Busta Rhymes, due decenni di Hip-Hop a Roma.
C’è chi non potrà mai capire a pieno un concerto di Hip-Hop. Si tratta di un live sui generis, perché tranne qualche raro caso non ci sono strumenti sul palco, solo un rapper e un dj coi suoi giradischi, eppure raramente ho sentito nell’aria la stessa passione generata dai migliori live di Hip-Hop in un concerto canonico. Anche se per molti versi lo scetticismo di chi lo vive da “neutrale” è pur comprensibile, bisognerebbe provare quel qualcosa per essere colpiti dentro l’anima da uno scratch, da un freestyle, da un verso rappato al microfono sul palco mentre la folla lo ripete a memoria. Sono sensazioni incredibili.

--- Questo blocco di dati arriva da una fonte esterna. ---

//! ContainerSpec から Docker API パラメータへの変換

// Bollard 0.19 の非推奨APIを一時的に使用
#![allow(deprecated)]

use crate::runtime::{ContainerSpec, RestartPolicy};
use bollard::container::{Config, CreateContainerOptions, NetworkingConfig};
use bollard::models::{
    EndpointSettings, HealthConfig, HostConfig, PortBinding, RestartPolicyNameEnum,
};
use std::collections::HashMap;

/// コンテナ停止時の猶予（秒）
pub const STOP_TIMEOUT_SECS: i64 = 30;

/// ContainerSpec を Docker のコンテナ設定に変換
pub fn spec_to_container_config(
    spec: &ContainerSpec,
) -> (Config<String>, CreateContainerOptions<String>) {
    let env: Vec<String> = spec
        .env
        .iter()
        .map(|(k, v)| format!("{}={}", k, v))
        .collect();

    let mut port_bindings = HashMap::new();
    let mut exposed_ports = HashMap::new();
    for port in &spec.ports {
        let container_port = format!("{}/tcp", port.container);
        exposed_ports.insert(container_port.clone(), HashMap::new());
        port_bindings.insert(
            container_port,
            Some(vec![PortBinding {
                host_ip: Some("0.0.0.0".to_string()),
                host_port: Some(port.host.to_string()),
            }]),
        );
    }

    let restart_name = match spec.restart {
        RestartPolicy::Always => RestartPolicyNameEnum::ALWAYS,
        RestartPolicy::UnlessStopped => RestartPolicyNameEnum::UNLESS_STOPPED,
    };

    let network = (!spec.network.is_empty()).then(|| spec.network.clone());

    let host_config = Some(HostConfig {
        port_bindings: Some(port_bindings),
        binds: Some(spec.volumes.clone()),
        network_mode: network.clone(),
        restart_policy: Some(bollard::models::RestartPolicy {
            name: Some(restart_name),
            ..Default::default()
        }),
        ..Default::default()
    });

    // 共有ネットワーク上ではコンテナ名で名前解決できるようにする
    let networking_config = network.map(|network| NetworkingConfig {
        endpoints_config: HashMap::from([(
            network,
            EndpointSettings {
                aliases: Some(vec![spec.name.clone()]),
                ..Default::default()
            },
        )]),
    });

    let healthcheck = spec.healthcheck.as_ref().map(|hc| HealthConfig {
        test: Some(hc.test.clone()),
        interval: Some(hc.interval.as_nanos() as i64),
        retries: Some(hc.retries as i64),
        ..Default::default()
    });

    let config = Config {
        image: Some(spec.image.clone()),
        env: Some(env),
        exposed_ports: Some(exposed_ports),
        host_config,
        labels: Some(spec.labels.clone()),
        cmd: (!spec.command.is_empty()).then(|| spec.command.clone()),
        networking_config,
        healthcheck,
        ..Default::default()
    };

    let options = CreateContainerOptions {
        name: spec.name.clone(),
        platform: None,
    };

    (config, options)
}

/// "name:tag" をイメージ名とタグに分割
///
/// レジストリのポート指定（`host:5000/app`）はタグとみなさない。タグがなければ "latest"。
pub fn parse_image_tag(image: &str) -> (&str, &str) {
    match image.rsplit_once(':') {
        Some((name, tag)) if !tag.contains('/') => (name, tag),
        _ => (image, "latest"),
    }
}

#[cfg(test)]
mod tests {
    use super::*;
    use crate::runtime::{HealthcheckSpec, PortMapping};
    use std::collections::BTreeMap;
    use std::time::Duration;

    fn postgres_spec() -> ContainerSpec {
        ContainerSpec {
            name: "hostfy_postgres".to_string(),
            image: "postgres:15-alpine".to_string(),
            env: BTreeMap::from([
                ("POSTGRES_USER".to_string(), "hostfy".to_string()),
                ("POSTGRES_DB".to_string(), "hostfy".to_string()),
            ]),
            volumes: vec!["hostfy_postgres_data:/var/lib/postgresql/data".to_string()],
            ports: vec![PortMapping::same(5432)],
            restart: RestartPolicy::Always,
            network: "hostfy_network".to_string(),
            healthcheck: Some(HealthcheckSpec {
                test: vec![
                    "CMD-SHELL".to_string(),
                    "pg_isready -U hostfy".to_string(),
                ],
                interval: Duration::from_secs(5),
                retries: 5,
            }),
            ..Default::default()
        }
    }

    #[test]
    fn test_spec_to_container_config_basic() {
        let (config, options) = spec_to_container_config(&postgres_spec());

        assert_eq!(options.name, "hostfy_postgres");
        assert_eq!(config.image, Some("postgres:15-alpine".to_string()));

        let env = config.env.unwrap();
        assert_eq!(env, vec!["POSTGRES_DB=hostfy", "POSTGRES_USER=hostfy"]);
        assert!(config.cmd.is_none());
    }

    #[test]
    fn test_ports_and_binds() {
        let mut spec = postgres_spec();
        spec.ports = vec![PortMapping {
            container: 5432,
            host: 15432,
        }];

        let (config, _) = spec_to_container_config(&spec);
        let host_config = config.host_config.unwrap();

        let bindings = host_config.port_bindings.unwrap();
        let binding = bindings.get("5432/tcp").unwrap().as_ref().unwrap();
        assert_eq!(binding[0].host_port, Some("15432".to_string()));
        assert!(config.exposed_ports.unwrap().contains_key("5432/tcp"));

        assert_eq!(
            host_config.binds.unwrap(),
            vec!["hostfy_postgres_data:/var/lib/postgresql/data"]
        );
    }

    #[test]
    fn test_restart_policy_and_network() {
        let (config, _) = spec_to_container_config(&postgres_spec());
        let host_config = config.host_config.unwrap();

        assert_eq!(
            host_config.restart_policy.unwrap().name,
            Some(RestartPolicyNameEnum::ALWAYS)
        );
        assert_eq!(host_config.network_mode, Some("hostfy_network".to_string()));

        let endpoints = config.networking_config.unwrap().endpoints_config;
        let endpoint = endpoints.get("hostfy_network").unwrap();
        assert_eq!(endpoint.aliases, Some(vec!["hostfy_postgres".to_string()]));
    }

    #[test]
    fn test_without_network() {
        let mut spec = postgres_spec();
        spec.network.clear();

        let (config, _) = spec_to_container_config(&spec);
        assert!(config.networking_config.is_none());
        assert!(config.host_config.unwrap().network_mode.is_none());
    }

    #[test]
    fn test_healthcheck_conversion() {
        let (config, _) = spec_to_container_config(&postgres_spec());
        let health = config.healthcheck.unwrap();

        assert_eq!(health.interval, Some(5_000_000_000));
        assert_eq!(health.retries, Some(5));
        assert_eq!(health.test.unwrap()[0], "CMD-SHELL");
    }

    #[test]
    fn test_command_passed_through() {
        let spec = ContainerSpec::new("hostfy_redis", "redis:7-alpine")
            .with_command_line("redis-server --appendonly yes");

        let (config, _) = spec_to_container_config(&spec);
        assert_eq!(
            config.cmd,
            Some(vec![
                "redis-server".to_string(),
                "--appendonly".to_string(),
                "yes".to_string()
            ])
        );
    }

    #[test]
    fn test_parse_image_tag() {
        assert_eq!(parse_image_tag("postgres:15-alpine"), ("postgres", "15-alpine"));
        assert_eq!(parse_image_tag("n8nio/n8n"), ("n8nio/n8n", "latest"));
        assert_eq!(
            parse_image_tag("registry.local:5000/app"),
            ("registry.local:5000/app", "latest")
        );
        assert_eq!(
            parse_image_tag("registry.local:5000/app:1.2"),
            ("registry.local:5000/app", "1.2")
        );
    }
}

Gli appassionati romani di Hip-Hop da sempre evidenziano le date del calendario in cui un artista d’oltreoceano approda nella capitale per presentare uno show. Quando questa musica era di nicchia, temerari organizzatori hanno fatto arrivare nomi che in pochi in Italia avevano sentito nominare, eppure in un modo o nell’atro la risposta del pubblico era sempre sorprendente. Ora che l’Hip-Hop è protagonista tra gli adolescenti e sarebbe molto più facile ottenere un pubblico importante, le occasioni per vedere dei live sono di nuovo ridotte al lumicino ed è frustrante leggere le date dei tour europei di molti artisti e rendersi conto che il posto più vicino a Roma dove si esibiranno è la Svizzera. Ecco perchè è importante che in quest’ultimo periodo le acque si stiano muovendo e qualche nome (più o meno prestigioso) abbia toccato la terra capitolina.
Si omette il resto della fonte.